Segment Start: SUPPLIED DATA

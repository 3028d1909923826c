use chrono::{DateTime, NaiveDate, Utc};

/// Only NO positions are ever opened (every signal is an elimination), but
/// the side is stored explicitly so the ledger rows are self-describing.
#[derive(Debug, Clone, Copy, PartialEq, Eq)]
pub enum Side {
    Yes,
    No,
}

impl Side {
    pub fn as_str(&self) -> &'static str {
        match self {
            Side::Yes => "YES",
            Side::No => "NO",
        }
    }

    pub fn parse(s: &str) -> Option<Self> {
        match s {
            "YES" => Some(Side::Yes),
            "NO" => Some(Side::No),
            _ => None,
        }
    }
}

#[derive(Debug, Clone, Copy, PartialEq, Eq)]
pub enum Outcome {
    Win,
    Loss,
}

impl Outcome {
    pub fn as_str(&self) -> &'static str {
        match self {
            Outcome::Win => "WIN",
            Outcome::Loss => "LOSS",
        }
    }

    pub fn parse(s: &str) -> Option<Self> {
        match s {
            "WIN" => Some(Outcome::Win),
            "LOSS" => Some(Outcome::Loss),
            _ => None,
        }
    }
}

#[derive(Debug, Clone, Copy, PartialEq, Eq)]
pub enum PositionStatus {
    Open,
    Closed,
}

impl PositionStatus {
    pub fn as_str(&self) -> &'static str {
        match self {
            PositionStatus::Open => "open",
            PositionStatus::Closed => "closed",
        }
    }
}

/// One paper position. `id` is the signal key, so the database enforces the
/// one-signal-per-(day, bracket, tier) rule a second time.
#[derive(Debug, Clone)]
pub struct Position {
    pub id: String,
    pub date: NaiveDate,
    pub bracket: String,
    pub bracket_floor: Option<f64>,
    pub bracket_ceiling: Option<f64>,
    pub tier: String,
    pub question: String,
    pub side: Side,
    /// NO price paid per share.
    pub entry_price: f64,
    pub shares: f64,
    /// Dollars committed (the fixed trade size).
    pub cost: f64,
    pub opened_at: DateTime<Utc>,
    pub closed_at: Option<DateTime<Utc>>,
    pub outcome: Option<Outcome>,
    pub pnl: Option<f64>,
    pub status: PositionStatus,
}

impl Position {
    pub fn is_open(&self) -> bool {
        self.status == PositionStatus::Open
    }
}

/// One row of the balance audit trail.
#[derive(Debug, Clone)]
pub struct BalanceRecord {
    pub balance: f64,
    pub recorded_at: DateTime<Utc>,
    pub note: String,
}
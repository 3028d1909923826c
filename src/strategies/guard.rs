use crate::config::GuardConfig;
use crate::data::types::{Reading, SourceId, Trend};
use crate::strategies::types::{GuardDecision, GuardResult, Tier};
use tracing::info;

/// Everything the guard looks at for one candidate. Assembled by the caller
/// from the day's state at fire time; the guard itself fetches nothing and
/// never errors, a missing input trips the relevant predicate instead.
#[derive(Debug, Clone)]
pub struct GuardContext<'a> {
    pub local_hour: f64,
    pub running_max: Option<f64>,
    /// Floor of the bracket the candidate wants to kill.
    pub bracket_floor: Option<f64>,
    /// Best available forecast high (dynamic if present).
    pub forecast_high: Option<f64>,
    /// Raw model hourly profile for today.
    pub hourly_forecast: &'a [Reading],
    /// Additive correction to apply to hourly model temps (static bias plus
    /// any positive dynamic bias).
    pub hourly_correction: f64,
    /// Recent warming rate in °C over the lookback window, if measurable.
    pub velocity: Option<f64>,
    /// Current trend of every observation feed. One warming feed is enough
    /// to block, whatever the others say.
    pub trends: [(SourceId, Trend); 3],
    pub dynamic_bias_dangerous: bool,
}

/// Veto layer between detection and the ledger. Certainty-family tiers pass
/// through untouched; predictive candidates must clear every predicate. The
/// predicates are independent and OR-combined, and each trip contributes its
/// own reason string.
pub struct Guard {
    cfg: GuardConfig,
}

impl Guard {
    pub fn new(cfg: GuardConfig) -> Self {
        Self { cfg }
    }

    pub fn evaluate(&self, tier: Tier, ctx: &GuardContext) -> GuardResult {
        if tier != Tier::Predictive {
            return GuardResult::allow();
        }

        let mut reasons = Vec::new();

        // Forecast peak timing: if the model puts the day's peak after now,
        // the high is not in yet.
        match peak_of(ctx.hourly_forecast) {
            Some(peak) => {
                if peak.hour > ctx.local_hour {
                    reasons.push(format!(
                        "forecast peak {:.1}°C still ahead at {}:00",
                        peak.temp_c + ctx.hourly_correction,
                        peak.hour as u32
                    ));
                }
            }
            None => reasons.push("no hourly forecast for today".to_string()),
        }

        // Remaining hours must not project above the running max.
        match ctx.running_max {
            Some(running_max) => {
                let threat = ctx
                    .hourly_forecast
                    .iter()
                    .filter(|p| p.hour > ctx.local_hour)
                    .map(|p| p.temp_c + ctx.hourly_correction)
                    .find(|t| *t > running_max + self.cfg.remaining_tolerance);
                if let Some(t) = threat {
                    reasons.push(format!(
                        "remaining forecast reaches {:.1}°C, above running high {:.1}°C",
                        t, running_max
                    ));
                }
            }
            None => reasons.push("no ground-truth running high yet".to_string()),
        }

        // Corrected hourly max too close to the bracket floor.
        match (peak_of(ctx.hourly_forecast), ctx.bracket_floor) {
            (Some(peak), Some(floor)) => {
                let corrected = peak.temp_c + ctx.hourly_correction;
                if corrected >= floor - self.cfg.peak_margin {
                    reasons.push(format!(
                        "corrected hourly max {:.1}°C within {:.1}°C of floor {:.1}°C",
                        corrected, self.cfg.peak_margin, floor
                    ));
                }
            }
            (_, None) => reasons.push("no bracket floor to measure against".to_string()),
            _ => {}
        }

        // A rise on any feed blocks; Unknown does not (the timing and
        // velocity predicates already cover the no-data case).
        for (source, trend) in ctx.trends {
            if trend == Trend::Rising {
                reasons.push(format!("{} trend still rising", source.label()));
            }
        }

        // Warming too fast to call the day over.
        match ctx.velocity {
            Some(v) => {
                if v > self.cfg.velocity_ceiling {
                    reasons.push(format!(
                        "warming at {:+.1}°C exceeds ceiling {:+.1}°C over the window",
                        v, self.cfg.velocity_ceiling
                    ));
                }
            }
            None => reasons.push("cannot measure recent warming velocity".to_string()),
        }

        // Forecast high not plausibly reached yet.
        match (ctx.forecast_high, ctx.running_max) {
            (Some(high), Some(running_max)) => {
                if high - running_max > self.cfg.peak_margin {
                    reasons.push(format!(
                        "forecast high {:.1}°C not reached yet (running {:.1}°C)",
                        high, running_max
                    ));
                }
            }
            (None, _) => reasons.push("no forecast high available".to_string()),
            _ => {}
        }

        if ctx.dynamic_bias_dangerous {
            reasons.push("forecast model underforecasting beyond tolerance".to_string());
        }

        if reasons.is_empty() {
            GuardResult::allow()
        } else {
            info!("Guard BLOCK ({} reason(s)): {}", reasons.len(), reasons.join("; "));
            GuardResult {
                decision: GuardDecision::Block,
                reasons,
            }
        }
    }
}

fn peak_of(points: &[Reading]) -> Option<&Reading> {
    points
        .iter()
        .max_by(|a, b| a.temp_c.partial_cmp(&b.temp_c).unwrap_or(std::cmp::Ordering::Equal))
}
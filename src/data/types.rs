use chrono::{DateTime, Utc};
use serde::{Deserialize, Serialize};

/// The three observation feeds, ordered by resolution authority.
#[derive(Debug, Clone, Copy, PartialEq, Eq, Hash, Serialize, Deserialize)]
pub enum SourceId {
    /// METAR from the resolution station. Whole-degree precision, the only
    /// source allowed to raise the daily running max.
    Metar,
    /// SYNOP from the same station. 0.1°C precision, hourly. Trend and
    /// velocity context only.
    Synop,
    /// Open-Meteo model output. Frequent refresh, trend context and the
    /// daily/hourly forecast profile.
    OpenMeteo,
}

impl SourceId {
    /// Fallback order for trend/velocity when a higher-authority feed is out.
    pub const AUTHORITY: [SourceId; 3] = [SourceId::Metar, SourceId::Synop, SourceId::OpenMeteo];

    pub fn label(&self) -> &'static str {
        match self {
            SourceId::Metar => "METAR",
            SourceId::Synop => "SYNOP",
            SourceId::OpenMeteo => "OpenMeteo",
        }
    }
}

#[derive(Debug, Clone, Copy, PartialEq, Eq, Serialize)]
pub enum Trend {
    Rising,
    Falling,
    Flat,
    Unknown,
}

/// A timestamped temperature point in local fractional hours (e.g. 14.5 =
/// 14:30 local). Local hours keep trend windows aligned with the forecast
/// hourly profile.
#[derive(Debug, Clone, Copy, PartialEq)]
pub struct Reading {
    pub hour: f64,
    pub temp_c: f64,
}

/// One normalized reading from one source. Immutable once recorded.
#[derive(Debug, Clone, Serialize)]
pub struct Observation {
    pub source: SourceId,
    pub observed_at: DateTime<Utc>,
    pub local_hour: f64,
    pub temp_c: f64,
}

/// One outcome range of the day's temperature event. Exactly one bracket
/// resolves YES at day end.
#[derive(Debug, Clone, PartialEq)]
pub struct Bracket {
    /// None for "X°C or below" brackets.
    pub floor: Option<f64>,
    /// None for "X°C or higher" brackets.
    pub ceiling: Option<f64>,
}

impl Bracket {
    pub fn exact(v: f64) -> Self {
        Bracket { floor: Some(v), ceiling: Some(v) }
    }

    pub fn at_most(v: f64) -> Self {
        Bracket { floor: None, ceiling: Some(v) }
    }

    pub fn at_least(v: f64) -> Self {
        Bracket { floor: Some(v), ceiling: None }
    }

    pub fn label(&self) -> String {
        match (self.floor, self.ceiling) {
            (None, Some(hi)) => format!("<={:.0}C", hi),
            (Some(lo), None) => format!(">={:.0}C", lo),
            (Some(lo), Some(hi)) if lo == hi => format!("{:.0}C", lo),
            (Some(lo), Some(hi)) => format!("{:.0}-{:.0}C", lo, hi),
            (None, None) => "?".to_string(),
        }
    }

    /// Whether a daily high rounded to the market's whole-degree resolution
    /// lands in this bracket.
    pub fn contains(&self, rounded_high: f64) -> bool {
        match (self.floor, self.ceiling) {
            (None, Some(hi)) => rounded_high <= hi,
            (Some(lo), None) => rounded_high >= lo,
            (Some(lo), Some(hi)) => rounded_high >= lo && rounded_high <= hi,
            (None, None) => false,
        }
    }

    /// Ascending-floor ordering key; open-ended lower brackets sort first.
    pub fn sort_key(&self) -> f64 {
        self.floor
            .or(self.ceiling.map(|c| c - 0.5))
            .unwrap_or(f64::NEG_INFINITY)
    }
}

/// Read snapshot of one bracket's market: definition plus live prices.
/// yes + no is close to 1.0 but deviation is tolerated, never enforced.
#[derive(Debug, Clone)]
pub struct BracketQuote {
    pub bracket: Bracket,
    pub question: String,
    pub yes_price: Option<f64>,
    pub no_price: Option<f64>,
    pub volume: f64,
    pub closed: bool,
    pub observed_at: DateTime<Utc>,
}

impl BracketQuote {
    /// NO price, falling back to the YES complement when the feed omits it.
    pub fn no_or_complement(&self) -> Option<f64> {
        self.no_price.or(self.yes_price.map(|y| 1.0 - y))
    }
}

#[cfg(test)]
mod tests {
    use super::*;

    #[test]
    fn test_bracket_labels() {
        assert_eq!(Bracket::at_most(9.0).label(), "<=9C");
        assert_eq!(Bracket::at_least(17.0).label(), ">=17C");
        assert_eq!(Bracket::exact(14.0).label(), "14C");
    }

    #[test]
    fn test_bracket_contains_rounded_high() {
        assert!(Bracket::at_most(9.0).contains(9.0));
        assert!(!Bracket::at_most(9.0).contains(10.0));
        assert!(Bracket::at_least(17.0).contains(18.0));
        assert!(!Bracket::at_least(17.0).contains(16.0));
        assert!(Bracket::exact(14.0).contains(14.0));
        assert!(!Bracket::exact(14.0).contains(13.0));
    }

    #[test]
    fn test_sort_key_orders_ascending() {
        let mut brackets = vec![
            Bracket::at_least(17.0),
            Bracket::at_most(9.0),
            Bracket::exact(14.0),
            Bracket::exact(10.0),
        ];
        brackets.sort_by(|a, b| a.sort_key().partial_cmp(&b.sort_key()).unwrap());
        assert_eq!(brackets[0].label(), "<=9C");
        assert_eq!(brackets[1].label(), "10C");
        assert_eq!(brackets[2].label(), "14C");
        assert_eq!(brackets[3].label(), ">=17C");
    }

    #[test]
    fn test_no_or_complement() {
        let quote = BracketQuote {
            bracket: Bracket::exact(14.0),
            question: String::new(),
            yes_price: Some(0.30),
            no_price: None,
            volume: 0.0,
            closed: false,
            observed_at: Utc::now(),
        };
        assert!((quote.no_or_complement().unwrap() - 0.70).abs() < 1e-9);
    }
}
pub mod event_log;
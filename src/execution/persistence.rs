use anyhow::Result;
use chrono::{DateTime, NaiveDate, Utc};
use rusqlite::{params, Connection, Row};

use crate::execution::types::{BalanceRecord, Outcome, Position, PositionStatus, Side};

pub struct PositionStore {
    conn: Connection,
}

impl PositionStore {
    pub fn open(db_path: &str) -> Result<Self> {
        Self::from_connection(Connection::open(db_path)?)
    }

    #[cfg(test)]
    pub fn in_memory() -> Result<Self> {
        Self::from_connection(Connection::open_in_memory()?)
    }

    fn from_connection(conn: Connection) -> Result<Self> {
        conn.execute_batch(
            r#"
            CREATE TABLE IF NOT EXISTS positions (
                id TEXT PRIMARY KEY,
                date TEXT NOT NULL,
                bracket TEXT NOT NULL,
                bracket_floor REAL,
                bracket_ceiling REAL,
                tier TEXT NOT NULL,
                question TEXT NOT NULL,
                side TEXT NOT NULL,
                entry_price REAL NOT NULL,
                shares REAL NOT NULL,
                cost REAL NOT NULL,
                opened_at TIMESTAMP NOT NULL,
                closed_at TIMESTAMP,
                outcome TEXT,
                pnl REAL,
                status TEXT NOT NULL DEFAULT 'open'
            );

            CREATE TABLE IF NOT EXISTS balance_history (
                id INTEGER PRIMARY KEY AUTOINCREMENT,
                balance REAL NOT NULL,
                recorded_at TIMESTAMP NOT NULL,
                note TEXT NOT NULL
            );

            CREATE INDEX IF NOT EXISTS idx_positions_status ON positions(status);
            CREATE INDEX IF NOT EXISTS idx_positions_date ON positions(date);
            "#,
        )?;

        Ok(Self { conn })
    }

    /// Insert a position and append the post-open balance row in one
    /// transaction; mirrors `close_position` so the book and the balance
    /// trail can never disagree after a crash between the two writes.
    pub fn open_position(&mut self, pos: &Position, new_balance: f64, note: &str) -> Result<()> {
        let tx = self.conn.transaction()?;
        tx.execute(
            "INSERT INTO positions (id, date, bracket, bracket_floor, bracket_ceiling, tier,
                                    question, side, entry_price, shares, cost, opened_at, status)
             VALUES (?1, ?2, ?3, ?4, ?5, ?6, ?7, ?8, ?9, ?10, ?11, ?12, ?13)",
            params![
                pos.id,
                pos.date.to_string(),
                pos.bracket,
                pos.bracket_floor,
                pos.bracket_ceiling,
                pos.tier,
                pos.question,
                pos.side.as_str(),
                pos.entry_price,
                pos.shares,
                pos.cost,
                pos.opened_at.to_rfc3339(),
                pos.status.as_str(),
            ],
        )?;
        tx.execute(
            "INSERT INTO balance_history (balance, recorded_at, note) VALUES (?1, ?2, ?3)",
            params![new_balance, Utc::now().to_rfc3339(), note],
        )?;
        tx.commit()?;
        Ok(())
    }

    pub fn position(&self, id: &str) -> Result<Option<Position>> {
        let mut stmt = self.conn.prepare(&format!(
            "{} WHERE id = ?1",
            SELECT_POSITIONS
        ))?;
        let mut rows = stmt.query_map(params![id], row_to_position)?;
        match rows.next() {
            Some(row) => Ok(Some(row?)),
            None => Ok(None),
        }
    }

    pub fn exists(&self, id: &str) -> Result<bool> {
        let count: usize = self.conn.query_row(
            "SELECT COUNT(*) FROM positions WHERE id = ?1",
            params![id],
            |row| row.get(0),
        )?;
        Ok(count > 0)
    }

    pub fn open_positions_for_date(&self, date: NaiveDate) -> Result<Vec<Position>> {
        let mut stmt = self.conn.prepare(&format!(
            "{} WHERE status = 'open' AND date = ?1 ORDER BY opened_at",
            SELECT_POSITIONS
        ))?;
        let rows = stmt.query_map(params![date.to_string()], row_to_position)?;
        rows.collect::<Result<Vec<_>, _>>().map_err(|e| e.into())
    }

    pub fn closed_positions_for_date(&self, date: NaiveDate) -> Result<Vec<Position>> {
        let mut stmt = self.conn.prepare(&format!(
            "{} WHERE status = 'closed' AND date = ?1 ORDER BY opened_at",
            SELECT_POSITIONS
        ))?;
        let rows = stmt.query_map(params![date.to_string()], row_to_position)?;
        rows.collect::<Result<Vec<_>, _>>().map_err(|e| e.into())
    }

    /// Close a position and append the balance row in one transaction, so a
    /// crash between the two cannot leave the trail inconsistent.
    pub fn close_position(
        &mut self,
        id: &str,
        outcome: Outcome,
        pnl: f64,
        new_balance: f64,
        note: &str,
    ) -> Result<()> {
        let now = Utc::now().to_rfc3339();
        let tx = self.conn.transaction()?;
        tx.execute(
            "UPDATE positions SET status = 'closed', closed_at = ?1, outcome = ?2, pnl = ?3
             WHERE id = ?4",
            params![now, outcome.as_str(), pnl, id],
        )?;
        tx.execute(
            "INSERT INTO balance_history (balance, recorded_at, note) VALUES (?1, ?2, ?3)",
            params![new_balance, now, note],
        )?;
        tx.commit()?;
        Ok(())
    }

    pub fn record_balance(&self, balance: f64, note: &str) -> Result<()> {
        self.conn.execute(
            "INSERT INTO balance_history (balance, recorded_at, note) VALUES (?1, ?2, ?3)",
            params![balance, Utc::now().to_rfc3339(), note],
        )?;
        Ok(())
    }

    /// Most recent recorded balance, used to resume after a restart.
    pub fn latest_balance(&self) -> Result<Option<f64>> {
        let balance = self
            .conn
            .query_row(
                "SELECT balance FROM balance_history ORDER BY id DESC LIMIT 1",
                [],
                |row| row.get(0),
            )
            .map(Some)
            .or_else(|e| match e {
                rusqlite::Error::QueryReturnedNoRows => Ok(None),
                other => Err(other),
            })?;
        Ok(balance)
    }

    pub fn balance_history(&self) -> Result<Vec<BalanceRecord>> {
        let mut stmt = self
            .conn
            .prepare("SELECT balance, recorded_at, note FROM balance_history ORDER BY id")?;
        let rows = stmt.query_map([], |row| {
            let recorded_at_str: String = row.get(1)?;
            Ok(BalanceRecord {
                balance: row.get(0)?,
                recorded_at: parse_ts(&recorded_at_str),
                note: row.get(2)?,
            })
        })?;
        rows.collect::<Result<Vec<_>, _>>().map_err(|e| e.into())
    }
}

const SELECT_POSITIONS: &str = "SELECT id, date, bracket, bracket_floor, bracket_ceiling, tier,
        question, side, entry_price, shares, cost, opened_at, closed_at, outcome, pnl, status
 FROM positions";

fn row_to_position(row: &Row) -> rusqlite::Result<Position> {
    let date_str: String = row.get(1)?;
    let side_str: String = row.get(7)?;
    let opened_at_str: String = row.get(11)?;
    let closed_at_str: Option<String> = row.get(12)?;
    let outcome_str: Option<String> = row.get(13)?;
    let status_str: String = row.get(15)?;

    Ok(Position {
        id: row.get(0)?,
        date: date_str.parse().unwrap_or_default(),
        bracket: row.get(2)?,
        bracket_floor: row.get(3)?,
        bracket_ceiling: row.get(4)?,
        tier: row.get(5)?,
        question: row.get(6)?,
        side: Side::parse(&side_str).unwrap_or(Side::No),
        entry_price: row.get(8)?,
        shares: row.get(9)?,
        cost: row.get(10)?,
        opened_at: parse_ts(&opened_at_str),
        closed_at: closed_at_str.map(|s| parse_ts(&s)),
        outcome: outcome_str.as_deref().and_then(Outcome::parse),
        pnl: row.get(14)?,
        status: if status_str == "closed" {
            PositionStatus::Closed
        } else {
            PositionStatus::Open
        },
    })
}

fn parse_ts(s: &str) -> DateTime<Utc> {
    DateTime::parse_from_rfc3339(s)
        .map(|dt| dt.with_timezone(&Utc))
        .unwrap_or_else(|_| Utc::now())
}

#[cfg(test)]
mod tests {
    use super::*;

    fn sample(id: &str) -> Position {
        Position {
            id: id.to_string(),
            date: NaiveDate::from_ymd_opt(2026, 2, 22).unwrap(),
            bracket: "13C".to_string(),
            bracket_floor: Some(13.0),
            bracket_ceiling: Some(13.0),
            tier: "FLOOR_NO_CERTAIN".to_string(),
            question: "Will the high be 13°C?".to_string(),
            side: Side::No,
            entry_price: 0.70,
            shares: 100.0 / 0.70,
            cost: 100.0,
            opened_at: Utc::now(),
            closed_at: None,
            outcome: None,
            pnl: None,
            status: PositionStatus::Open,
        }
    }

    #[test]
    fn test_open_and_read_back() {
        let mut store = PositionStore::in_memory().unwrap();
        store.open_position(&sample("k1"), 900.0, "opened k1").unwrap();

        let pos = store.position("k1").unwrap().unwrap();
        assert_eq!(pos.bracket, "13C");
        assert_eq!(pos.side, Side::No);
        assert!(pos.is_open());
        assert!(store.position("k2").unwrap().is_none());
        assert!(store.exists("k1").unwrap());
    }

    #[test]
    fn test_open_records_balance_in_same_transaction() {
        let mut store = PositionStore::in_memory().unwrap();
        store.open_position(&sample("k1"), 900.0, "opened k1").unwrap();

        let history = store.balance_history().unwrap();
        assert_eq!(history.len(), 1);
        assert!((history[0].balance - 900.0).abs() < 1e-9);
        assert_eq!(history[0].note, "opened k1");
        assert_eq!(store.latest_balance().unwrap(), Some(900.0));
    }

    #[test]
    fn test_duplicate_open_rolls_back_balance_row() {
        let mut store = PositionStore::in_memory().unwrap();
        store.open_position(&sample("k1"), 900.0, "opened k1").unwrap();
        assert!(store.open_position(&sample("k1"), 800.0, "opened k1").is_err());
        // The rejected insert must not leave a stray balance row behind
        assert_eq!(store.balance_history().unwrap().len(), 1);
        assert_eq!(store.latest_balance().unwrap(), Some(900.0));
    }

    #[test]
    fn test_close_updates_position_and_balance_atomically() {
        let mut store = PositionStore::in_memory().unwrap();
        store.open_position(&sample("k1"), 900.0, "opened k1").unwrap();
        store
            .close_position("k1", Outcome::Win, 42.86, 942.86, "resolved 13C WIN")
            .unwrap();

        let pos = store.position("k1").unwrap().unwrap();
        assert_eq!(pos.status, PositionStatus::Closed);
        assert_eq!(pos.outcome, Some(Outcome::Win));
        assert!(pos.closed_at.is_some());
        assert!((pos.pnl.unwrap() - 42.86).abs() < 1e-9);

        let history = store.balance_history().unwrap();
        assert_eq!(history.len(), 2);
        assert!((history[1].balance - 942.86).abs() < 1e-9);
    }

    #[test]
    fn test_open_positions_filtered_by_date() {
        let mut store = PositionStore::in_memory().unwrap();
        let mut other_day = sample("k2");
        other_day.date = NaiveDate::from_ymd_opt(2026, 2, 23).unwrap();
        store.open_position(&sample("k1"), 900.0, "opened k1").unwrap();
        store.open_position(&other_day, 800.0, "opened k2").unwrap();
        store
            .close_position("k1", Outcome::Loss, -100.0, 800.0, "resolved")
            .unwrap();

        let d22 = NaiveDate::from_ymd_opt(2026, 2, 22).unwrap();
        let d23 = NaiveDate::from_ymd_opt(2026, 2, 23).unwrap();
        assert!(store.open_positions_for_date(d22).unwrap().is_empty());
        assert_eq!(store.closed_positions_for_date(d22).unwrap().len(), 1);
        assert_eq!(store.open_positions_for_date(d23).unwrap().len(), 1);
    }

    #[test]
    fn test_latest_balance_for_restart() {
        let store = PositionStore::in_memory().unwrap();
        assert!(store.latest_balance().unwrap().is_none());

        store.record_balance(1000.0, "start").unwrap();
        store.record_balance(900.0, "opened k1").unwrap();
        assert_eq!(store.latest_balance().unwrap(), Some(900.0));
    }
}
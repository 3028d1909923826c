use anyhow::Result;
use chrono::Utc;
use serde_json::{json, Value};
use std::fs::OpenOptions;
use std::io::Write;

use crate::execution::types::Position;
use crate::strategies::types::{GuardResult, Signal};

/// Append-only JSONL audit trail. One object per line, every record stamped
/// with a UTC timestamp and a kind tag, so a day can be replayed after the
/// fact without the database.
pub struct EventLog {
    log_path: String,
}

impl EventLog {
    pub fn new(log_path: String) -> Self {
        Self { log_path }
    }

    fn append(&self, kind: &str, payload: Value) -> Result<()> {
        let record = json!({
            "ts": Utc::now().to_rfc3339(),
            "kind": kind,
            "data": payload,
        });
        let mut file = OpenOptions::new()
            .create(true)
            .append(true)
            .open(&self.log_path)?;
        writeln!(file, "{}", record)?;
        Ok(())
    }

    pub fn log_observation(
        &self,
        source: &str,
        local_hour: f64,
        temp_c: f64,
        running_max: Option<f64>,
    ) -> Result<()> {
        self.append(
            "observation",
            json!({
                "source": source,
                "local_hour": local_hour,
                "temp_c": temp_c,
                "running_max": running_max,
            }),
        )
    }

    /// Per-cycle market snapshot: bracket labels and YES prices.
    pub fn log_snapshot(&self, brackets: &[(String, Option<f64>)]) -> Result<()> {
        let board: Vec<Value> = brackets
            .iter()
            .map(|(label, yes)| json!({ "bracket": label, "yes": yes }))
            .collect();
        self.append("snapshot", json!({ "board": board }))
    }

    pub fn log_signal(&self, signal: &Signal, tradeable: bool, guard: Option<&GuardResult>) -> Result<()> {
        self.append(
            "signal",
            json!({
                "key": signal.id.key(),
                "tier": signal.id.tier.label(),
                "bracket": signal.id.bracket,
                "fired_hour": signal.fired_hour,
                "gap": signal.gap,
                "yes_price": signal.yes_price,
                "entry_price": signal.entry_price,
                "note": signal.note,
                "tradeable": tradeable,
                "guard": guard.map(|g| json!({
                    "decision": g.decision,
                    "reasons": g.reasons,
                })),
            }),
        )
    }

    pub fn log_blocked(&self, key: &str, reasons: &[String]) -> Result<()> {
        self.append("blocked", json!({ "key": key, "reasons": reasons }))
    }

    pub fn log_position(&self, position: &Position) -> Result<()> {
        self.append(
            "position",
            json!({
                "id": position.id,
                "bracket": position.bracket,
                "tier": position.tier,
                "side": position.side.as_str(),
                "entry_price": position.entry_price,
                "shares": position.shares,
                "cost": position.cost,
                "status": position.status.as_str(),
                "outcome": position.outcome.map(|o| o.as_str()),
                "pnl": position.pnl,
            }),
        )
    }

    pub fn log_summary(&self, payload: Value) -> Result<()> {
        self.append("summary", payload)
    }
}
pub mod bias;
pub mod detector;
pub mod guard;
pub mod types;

Segment End: SUPPLIED DATA

→ TASK DETAILS
Where a line in the records above contains the string "kind", return that line.

→ EXPECTED ANSWER
/// with a UTC timestamp and a kind tag, so a day can be replayed after the
    fn append(&self, kind: &str, payload: Value) -> Result<()> {
            "kind": kind,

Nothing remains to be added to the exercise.